For $f\in C[a,b]$, there exists $p\in S$ which minimizes
$\|f-p\|_\infty$, or $\|f-p\|_2$, or $\|f-p\|_1$. Note that this
$p$ normally does not interpolate $f$ at the nodes $a+ih$.

\medskip\hrule\medskip
{\def\v{\varphi}\def\la{\left\langle}\def\ra{\right\rangle}
\noindent{\bf Theorem}. Let $V$ be an inner product space, and $S\subset
V$ a finite dimensional subspace with orthonormal basis $\v_1$,
$\ldots$, $\v_n$. Then for any point $f\in V$, the unique closest point
in $S$ to $f$ is given by $$P_S(f)=\sum_{i=1}^n \la f,\v_i\ra\v_i.$$
$P_S(f)$ is called the {\it projection\/} of $f$ onto $S$, and $\la
f,\v_i\ra$ are called {\it Fourier coefficients}.

Proof. Let $v=\sum_{i=1}^n \alpha_i\v_i$ be an arbitrary point in $S$.
Then $$\eqalign{\la f-v,f-v\ra &= \la f-P_S(f)+P_S(f)-v,
f-P_S(f)+P_S(f)-v \ra\cr &= \la f-P_S(f),f-P_S(f)\ra +2\la f-P_S(f),
P_S(f)-v\ra + \la P_S(f)-v,P_S(f)-v\ra\cr}$$ and
$$\eqalign{\la f-P_S(f),P_S(f)-v\ra &=
\la f-\sum_{i=1}^n \la f,\v_i\ra\v_i, \sum_{j=1}^n\beta_j\v_j \ra =
\sum_{j=1}^n\beta_j \la f-\sum_{i=1}^n \la f,\v_i\ra\v_i, \v_j \ra\cr
&=\sum_{j=1}^n\beta_j \la f-\la f,\v_j\ra\v_j,\v_j \ra =
\sum_{j=1}^n\beta_j \left(\la f,\v_j\ra - \la f,\v_j\ra \la \v_j,\v_j
\ra\right)\cr
&=0.\cr}$$ Therefore $$\|f-P_S(f)\|^2 = \la f-P_S(f),f-P_S(f)\ra \le
\la f-v,f-v\ra = \|f-v\|^2$$ with equality $\Leftrightarrow\la
P_S(f)-v,P_S(f)-v\ra = \|P_S(f)-v\|^2=0 \Leftrightarrow v=P_S(f)$. That
is, $P_S(f)$ is the unique closest point in $S$ to $f$. \QED

\medskip
\noindent{\bf Corollary}. $f-P_S(f)$ is orthogonal to $S$.

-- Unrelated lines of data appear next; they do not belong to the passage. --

fn build_descriptor<T: Record>() -> DbResult<TableDescriptor> {
    let table = match T::table_name() {
        Some(name) => name.to_string(),
        None => format!("{}s", T::type_name().to_snake_case()),
    };

    let mut fields = Vec::new();
    for spec in T::field_specs() {
        if let Some(field) = parse_field(spec)? {
            fields.push(field);
        }
    }

    // Default primary key: a column named `id` with no explicit flag.
    if !fields.iter().any(|f| f.primary_key)
        && let Some(id) = fields.iter_mut().find(|f| f.column == "id")
    {
        id.primary_key = true;
    }

    // Column names must be unique post-rename resolution.
    for (i, field) in fields.iter().enumerate() {
        if fields[..i].iter().any(|other| other.column == field.column) {
            return Err(DbError::validation(format!(
                "table '{table}': duplicate column '{}'",
                field.column
            )));
        }
    }

    let pk_fields: Vec<usize> = fields
        .iter()
        .enumerate()
        .filter(|(_, f)| f.primary_key)
        .map(|(i, _)| i)
        .collect();
    if pk_fields.len() > 1 {
        let groups: Vec<_> = pk_fields
            .iter()
            .map(|&i| fields[i].primary_key_group.clone())
            .collect();
        let first = &groups[0];
        if first.is_none() || groups.iter().any(|g| g != first) {
            return Err(DbError::validation(format!(
                "table '{table}': multiple primary keys require a shared group"
            )));
        }
    }

    let version_fields: Vec<usize> = fields
        .iter()
        .enumerate()
        .filter(|(_, f)| f.version)
        .map(|(i, _)| i)
        .collect();
    if version_fields.len() > 1 {
        return Err(DbError::validation(format!(
            "table '{table}': multiple version columns"
        )));
    }

    let soft_delete = fields
        .iter()
        .any(|f| f.column == "deleted_at" && f.nullable && f.pg_type == "TIMESTAMPTZ");

    Ok(TableDescriptor {
        table,
        soft_delete,
        primary_key: pk_fields.first().copied(),
        version_field: version_fields.first().copied(),
        fields,
    })
}

// ==================== Descriptor cache ====================

type Cache = RwLock<HashMap<TypeId, Arc<TableDescriptor>>>;

fn cache() -> &'static Cache {
    static CACHE: OnceLock<Cache> = OnceLock::new();
    CACHE.get_or_init(|| RwLock::new(HashMap::new()))
}

/// The memoized descriptor for a record type.
///
/// Built on first use and shared process-wide; reads take the shared lock.
pub fn descriptor_for<T: Record>() -> DbResult<Arc<TableDescriptor>> {
    let key = TypeId::of::<T>();
    if let Some(found) = cache().read().expect("descriptor cache lock").get(&key) {
        return Ok(found.clone());
    }

    let built = Arc::new(build_descriptor::<T>()?);
    let mut write = cache().write().expect("descriptor cache lock");
    Ok(write.entry(key).or_insert(built).clone())
}
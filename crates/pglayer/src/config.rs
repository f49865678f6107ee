//! Connection configuration and pool construction.
//!
//! [`Config`] collects connection parameters, pool tuning, retry/breaker
//! settings, and observability sinks, then [`Config::connect`] builds the
//! deadpool-backed primary (and optional read-replica) pool and hands back a
//! [`Db`](crate::Db) facade.

use std::sync::Arc;
use std::time::Duration;

use deadpool_postgres::{Manager, ManagerConfig, Pool, RecyclingMethod, Runtime};
use tokio_postgres::NoTls;
use tokio_postgres::config::SslMode;

use crate::breaker::{BreakerConfig, CircuitBreaker};
use crate::cache::QueryCache;
use crate::client::Db;
use crate::envelope::{ContextFields, Envelope};
use crate::error::{DbError, DbResult};
use crate::hooks::AuditHook;
use crate::metrics::{MetricsSink, NoopMetrics};

/// Query logging verbosity.
#[derive(Debug, Clone, Copy, PartialEq, Eq, PartialOrd, Ord)]
pub enum LogMode {
    /// Nothing is logged.
    Silent,
    /// Only failures.
    Error,
    /// Every query, as structured debug events.
    Info,
    /// Every query, plus per-attempt detail.
    Debug,
}

/// Database configuration.
///
/// # Example
/// ```ignore
/// let db = Config::new()
///     .host("db.internal")
///     .database("app")
///     .username("app")
///     .password(secret)
///     .retry(3, Duration::from_millis(100))
///     .circuit_breaker(true)
///     .connect()?;
/// ```
pub struct Config {
    conn_string: Option<String>,
    host: String,
    port: u16,
    database: Option<String>,
    username: Option<String>,
    password: Option<String>,
    ssl_mode: String,
    application_name: Option<String>,
    connect_timeout: Option<Duration>,
    max_connections: usize,
    min_connections: usize,
    max_conn_lifetime: Option<Duration>,
    max_conn_idle_time: Option<Duration>,
    health_check_period: Option<Duration>,
    statement_cache_capacity: usize,
    read_only_conn_string: Option<String>,
    retry_attempts: u32,
    retry_backoff: Duration,
    circuit_breaker_enabled: bool,
    breaker: BreakerConfig,
    log_mode: LogMode,
    log_parameter_masking: bool,
    slow_query_threshold: Option<Duration>,
    query_timeout: Option<Duration>,
    context_fields: Option<ContextFields>,
    metrics: Arc<dyn MetricsSink>,
    cache: Option<Arc<dyn QueryCache>>,
    audit: Option<Arc<dyn AuditHook>>,
}

impl Default for Config {
    fn default() -> Self {
        Self {
            conn_string: None,
            host: "localhost".to_string(),
            port: 5432,
            database: None,
            username: None,
            password: None,
            ssl_mode: "disable".to_string(),
            application_name: None,
            connect_timeout: None,
            max_connections: 0,
            min_connections: 0,
            max_conn_lifetime: None,
            max_conn_idle_time: None,
            health_check_period: None,
            statement_cache_capacity: 0,
            read_only_conn_string: None,
            retry_attempts: 0,
            retry_backoff: Duration::from_millis(100),
            circuit_breaker_enabled: false,
            breaker: BreakerConfig::default(),
            log_mode: LogMode::Error,
            log_parameter_masking: false,
            slow_query_threshold: None,
            query_timeout: None,
            context_fields: None,
            metrics: Arc::new(NoopMetrics),
            cache: None,
            audit: None,
        }
    }
}

impl Config {
    /// Start from defaults (`localhost:5432`, sslmode `disable`).
    pub fn new() -> Self {
        Self::default()
    }

    /// Full primary DSN (`postgres://…` or key=value form). Overrides the
    /// individual connection fields.
    pub fn conn_string(mut self, dsn: impl Into<String>) -> Self {
        self.conn_string = Some(dsn.into());
        self
    }

    /// Server host.
    pub fn host(mut self, host: impl Into<String>) -> Self {
        self.host = host.into();
        self
    }

    /// Server port.
    pub fn port(mut self, port: u16) -> Self {
        self.port = port;
        self
    }

    /// Database name.
    pub fn database(mut self, name: impl Into<String>) -> Self {
        self.database = Some(name.into());
        self
    }

    /// User name.
    pub fn username(mut self, name: impl Into<String>) -> Self {
        self.username = Some(name.into());
        self
    }

    /// Password.
    pub fn password(mut self, password: impl Into<String>) -> Self {
        self.password = Some(password.into());
        self
    }

    /// SSL mode: `disable`, `prefer`, or `require`.
    pub fn ssl_mode(mut self, mode: impl Into<String>) -> Self {
        self.ssl_mode = mode.into();
        self
    }

    /// `application_name` reported to the server.
    pub fn application_name(mut self, name: impl Into<String>) -> Self {
        self.application_name = Some(name.into());
        self
    }

    /// Connection establishment / pool wait timeout.
    pub fn connect_timeout(mut self, timeout: Duration) -> Self {
        self.connect_timeout = Some(timeout);
        self
    }

    /// Pool size cap. Zero keeps the pool default.
    pub fn max_connections(mut self, max: usize) -> Self {
        self.max_connections = max;
        self
    }

    /// Minimum held connections. The deadpool backend grows on demand and
    /// does not pre-warm; a non-zero value is recorded and logged.
    pub fn min_connections(mut self, min: usize) -> Self {
        self.min_connections = min;
        self
    }

    /// Maximum connection lifetime. Not enforced by the deadpool backend;
    /// a non-zero value is recorded and logged.
    pub fn max_conn_lifetime(mut self, lifetime: Duration) -> Self {
        self.max_conn_lifetime = Some(lifetime);
        self
    }

    /// Maximum connection idle time. Not enforced by the deadpool backend;
    /// a non-zero value is recorded and logged.
    pub fn max_conn_idle_time(mut self, idle: Duration) -> Self {
        self.max_conn_idle_time = Some(idle);
        self
    }

    /// Health-check cadence, applied as the pool's recycle-check timeout.
    pub fn health_check_period(mut self, period: Duration) -> Self {
        self.health_check_period = Some(period);
        self
    }

    /// Per-connection prepared-statement cache size. Zero disables caching.
    ///
    /// Each connection's cache is flushed when it grows past the capacity,
    /// and statements invalidated by a schema change (stale cached plans)
    /// are dropped and re-prepared once.
    pub fn statement_cache_capacity(mut self, capacity: usize) -> Self {
        self.statement_cache_capacity = capacity;
        self
    }

    /// Full DSN for a read-replica pool; enables automatic read routing.
    pub fn read_only_conn_string(mut self, dsn: impl Into<String>) -> Self {
        self.read_only_conn_string = Some(dsn.into());
        self
    }

    /// Envelope retry: total attempts and fixed backoff between them.
    /// Zero attempts disables retrying.
    pub fn retry(mut self, attempts: u32, backoff: Duration) -> Self {
        self.retry_attempts = attempts;
        self.retry_backoff = backoff;
        self
    }

    /// Enable or disable the circuit breaker.
    pub fn circuit_breaker(mut self, enabled: bool) -> Self {
        self.circuit_breaker_enabled = enabled;
        self
    }

    /// Consecutive failures that trip the breaker (default 5).
    pub fn circuit_failure_threshold(mut self, threshold: u32) -> Self {
        self.breaker.failure_threshold = threshold;
        self
    }

    /// Open duration before trial calls are admitted (default 30s).
    pub fn circuit_open_timeout(mut self, timeout: Duration) -> Self {
        self.breaker.open_timeout = timeout;
        self
    }

    /// Concurrent half-open trial calls (default 1).
    pub fn circuit_half_open_max_calls(mut self, max: usize) -> Self {
        self.breaker.half_open_max_in_flight = max;
        self
    }

    /// Logging verbosity.
    pub fn log_mode(mut self, mode: LogMode) -> Self {
        self.log_mode = mode;
        self
    }

    /// Mask parameters in logs. The inlined argument field is omitted
    /// entirely when enabled; error values keep the real arguments.
    pub fn log_parameter_masking(mut self, enabled: bool) -> Self {
        self.log_parameter_masking = enabled;
        self
    }

    /// Durations above this threshold emit `slow_query` / `slow_exec`
    /// warnings.
    pub fn slow_query_threshold(mut self, threshold: Duration) -> Self {
        self.slow_query_threshold = Some(threshold);
        self
    }

    /// Per-operation deadline; expiry is classified as a `Transaction`
    /// error with the cause preserved.
    pub fn query_timeout(mut self, timeout: Duration) -> Self {
        self.query_timeout = Some(timeout);
        self
    }

    /// Correlation-field extractor attached to every query log event.
    pub fn log_context_fields(
        mut self,
        extractor: impl Fn() -> Vec<(String, String)> + Send + Sync + 'static,
    ) -> Self {
        self.context_fields = Some(Arc::new(extractor));
        self
    }

    /// Metrics sink.
    pub fn metrics(mut self, sink: Arc<dyn MetricsSink>) -> Self {
        self.metrics = sink;
        self
    }

    /// Read-through query cache.
    pub fn cache(mut self, cache: Arc<dyn QueryCache>) -> Self {
        self.cache = Some(cache);
        self
    }

    /// Audit hook for mutating repository operations.
    pub fn audit_hook(mut self, hook: Arc<dyn AuditHook>) -> Self {
        self.audit = Some(hook);
        self
    }

    fn pg_config(&self) -> DbResult<tokio_postgres::Config> {
        if let Some(dsn) = &self.conn_string {
            return dsn
                .parse()
                .map_err(|e: tokio_postgres::Error| DbError::connection(e.to_string()));
        }

        let mut pg = tokio_postgres::Config::new();
        pg.host(&self.host);
        pg.port(self.port);
        if let Some(database) = &self.database {
            pg.dbname(database);
        }
        if let Some(username) = &self.username {
            pg.user(username);
        }
        if let Some(password) = &self.password {
            pg.password(password);
        }
        if let Some(name) = &self.application_name {
            pg.application_name(name);
        }
        if let Some(timeout) = self.connect_timeout {
            pg.connect_timeout(timeout);
        }
        pg.ssl_mode(match self.ssl_mode.to_ascii_lowercase().as_str() {
            "disable" => SslMode::Disable,
            "prefer" => SslMode::Prefer,
            "require" => SslMode::Require,
            other => {
                return Err(DbError::validation(format!("unknown sslMode '{other}'")));
            }
        });
        Ok(pg)
    }

    fn build_pool(&self, pg: tokio_postgres::Config) -> DbResult<Pool> {
        let manager = Manager::from_config(
            pg,
            NoTls,
            ManagerConfig {
                recycling_method: RecyclingMethod::Fast,
            },
        );
        let mut builder = Pool::builder(manager).runtime(Runtime::Tokio1);
        if self.max_connections > 0 {
            builder = builder.max_size(self.max_connections);
        }
        if let Some(timeout) = self.connect_timeout {
            builder = builder
                .wait_timeout(Some(timeout))
                .create_timeout(Some(timeout));
        }
        if let Some(period) = self.health_check_period {
            builder = builder.recycle_timeout(Some(period));
        }
        if self.min_connections > 0
            || self.max_conn_lifetime.is_some()
            || self.max_conn_idle_time.is_some()
        {
            tracing::debug!(
                target: "pglayer::pool",
                min_connections = self.min_connections,
                max_conn_lifetime = ?self.max_conn_lifetime,
                max_conn_idle_time = ?self.max_conn_idle_time,
                "pool tuning recorded; not enforced by the deadpool backend"
            );
        }
        builder
            .build()
            .map_err(|e| DbError::connection(e.to_string()))
    }

    /// Build the pools and the execution envelope.
    pub fn connect(self) -> DbResult<Db> {
        let primary = self.build_pool(self.pg_config()?)?;

        let read = match &self.read_only_conn_string {
            Some(dsn) => {
                let pg: tokio_postgres::Config = dsn
                    .parse()
                    .map_err(|e: tokio_postgres::Error| DbError::connection(e.to_string()))?;
                Some(self.build_pool(pg)?)
            }
            None => None,
        };

        let breaker = if self.circuit_breaker_enabled {
            let metrics = self.metrics.clone();
            Some(Arc::new(
                CircuitBreaker::new(self.breaker.clone())
                    .with_transition_hook(move |phase| metrics.breaker_state(phase)),
            ))
        } else {
            None
        };

        Ok(Db::new(Arc::new(Envelope {
            primary,
            read,
            breaker,
            retry_attempts: self.retry_attempts,
            retry_backoff: self.retry_backoff,
            log_mode: self.log_mode,
            mask_parameters: self.log_parameter_masking,
            slow_query_threshold: self.slow_query_threshold,
            query_timeout: self.query_timeout,
            statement_cache_capacity: self.statement_cache_capacity,
            metrics: self.metrics,
            cache: self.cache,
            audit: self.audit,
            context_fields: self.context_fields,
        })))
    }
}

\noindent{\bf Corollary (Parseval's Inequality)}. $\displaystyle
\sum_{i=1}^n \la f,\v_i\ra^2 \le \la f,f\ra$.

\noindent Note: if the basis $\v_1$, $\ldots$, $\v_n$ is merely
orthogonal, then $$P_S(f)=\sum_{i=1}^n {\la f,\v_i\ra\over\la \v_i,\v_i
\ra}\v_i$$ and the Fourier coefficients are $\la f,\v_i\ra / \la
\v_i,\v_i\ra$. The projection operator $P_S(f)$ is an idempotent
homomorphism $P_S:V\to V$ ($P_S\circ P_S=P_S$), and $\|P_S\|=1$.

}
\vfil\eject